データ復旧を依頼した経験

勤めていた会社の建物が災害に会い、大きな被害を受けました。
日常の業務で使っていたパソコン関係も打撃を受けましたし、バックアップ用のサーバーや外部メディアなどもすべて社内に置いていたので根こそぎやられてしまいました。
一部紙にプリントしてあった資料もありましたが全体からすると微々たる量であり、多くの資料は一旦はあきらめざるを得ないかと思われました。
しかし損害保険会社と交渉したところ、ある程度範囲を区切ってならば回収できた機器の中からデータ復旧をするのにかかった費用も補償されることになり、専門のサービスを行っている業者に依頼してみようということになりました。
これまで利用したことがないものなので知識がまったくない中での調査から始まり、あれこれ調べてみると確率の高いデータ復旧についてはかなりのノウハウを要することがわかり、そのような腕を持つ業者は限られてくることがわかりました。
一般的に利用されるサービスではないので情報を集めるのに苦労しましたが、やはり企業などでの利用で口コミ情報などを得ることが出来て、最終的に2箇所の業者に依頼することにしました。
どちらも東京の業者なので記録メディアを送らなければなりませんがこの段階からすでにデータ復旧の作業が始まっています。

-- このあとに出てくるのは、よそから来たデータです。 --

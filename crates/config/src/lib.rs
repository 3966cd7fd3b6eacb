//! Configuration management for the product advisor
//!
//! Settings are layered:
//! 1. Built-in defaults (every section has a `Default`)
//! 2. Optional settings file (`config/advisor.toml` or `.yaml`)
//! 3. `ADVISOR__*` environment variables
//!
//! The keyword tables, reply templates and catalog are plain data here so the
//! agent crate stays free of literals.

pub mod catalog;
pub mod constants;
pub mod keywords;
pub mod prompts;
pub mod scoring;
pub mod settings;

pub use catalog::Catalog;
pub use keywords::{CategoryKeywords, FeedbackKeywords, KeywordTables, PreferenceKeywords, PreferenceTable};
pub use prompts::{render, ResponseTemplates, SystemPrompt};
pub use scoring::ScoringWeights;
pub use settings::{
    load_settings, AdvisorSettings, ConfigError, DialogueSettings, LlmSettings, ServerSettings,
};
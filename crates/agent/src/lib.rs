//! Product recommendation dialogue
//!
//! Slot extraction, stage tracking, catalog ranking and reply composition
//! for the product advisor, plus the scripted demo flows.

pub mod advisor;
pub mod composer;
pub mod demo;
pub mod dst;
pub mod recommend;

pub use advisor::{AdvisorContext, ProductAdvisor, ResponseMode, TurnOutcome};
pub use composer::{LlmComposer, Reply, ReplySource, ResponseComposer, TurnEvent};
pub use demo::{run_demo, DemoFlow};
pub use dst::{ChangeReason, DialogueStateTracker, SlotExtractor, SlotOutcome, StageChange};
pub use recommend::{recommend, Criteria};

どちらに業者からも言われたことではとにかく記録メディアにこれ以上刺激を与えないことが大事だとされたので、荷物として送ることはやめて直接社員が持参する形を取りました。
HDDや光学メディアがかなりの量になったので2人に任せることになりました。
事前に一般的な予備知識としてと、作業着手の了解を得ることを目的として行われる作業の概要の説明があります。
基本的には記録状態の理論的な不具合であればかなりの確立で復旧が可能なこと、逆に記録メディアが物理的に破損している場合には困難な作業になることを伝えられました。
一通り状態を確認したところで見積もりをもらえるということでしばらくの間は待機することになりました。
後日届いた見積り額は正直驚くような料金の高さでしたが、これは物理的に動かないHDDが多いことが原因のようでした。
同じ型番の別のHDDから部品を取り替える作業を行った上で中身のデータ復旧に取り掛かるといった工程を踏む必要があり、お金も時間もかかるという見通しであるとのこと。
光学ディスクなどは壊れたものはあきらめることにしました。
結局不具合を解消できる見込みがあるHDDを10数台データ復旧を依頼することになり、すべての作業が終わるまでに約1年間を要しました。
料金も一部保険の補償で補填されたとはいえ、かなりの出費になりましたが他には存在しないデータが蘇りました。
会社としての財産ですから、お金に糸目をつけることは出来ません。
時間もかかったとしてもこうして取り戻せたことは何ものにも代えがたい収穫でした。
データ復旧の技術の高さに感謝しています。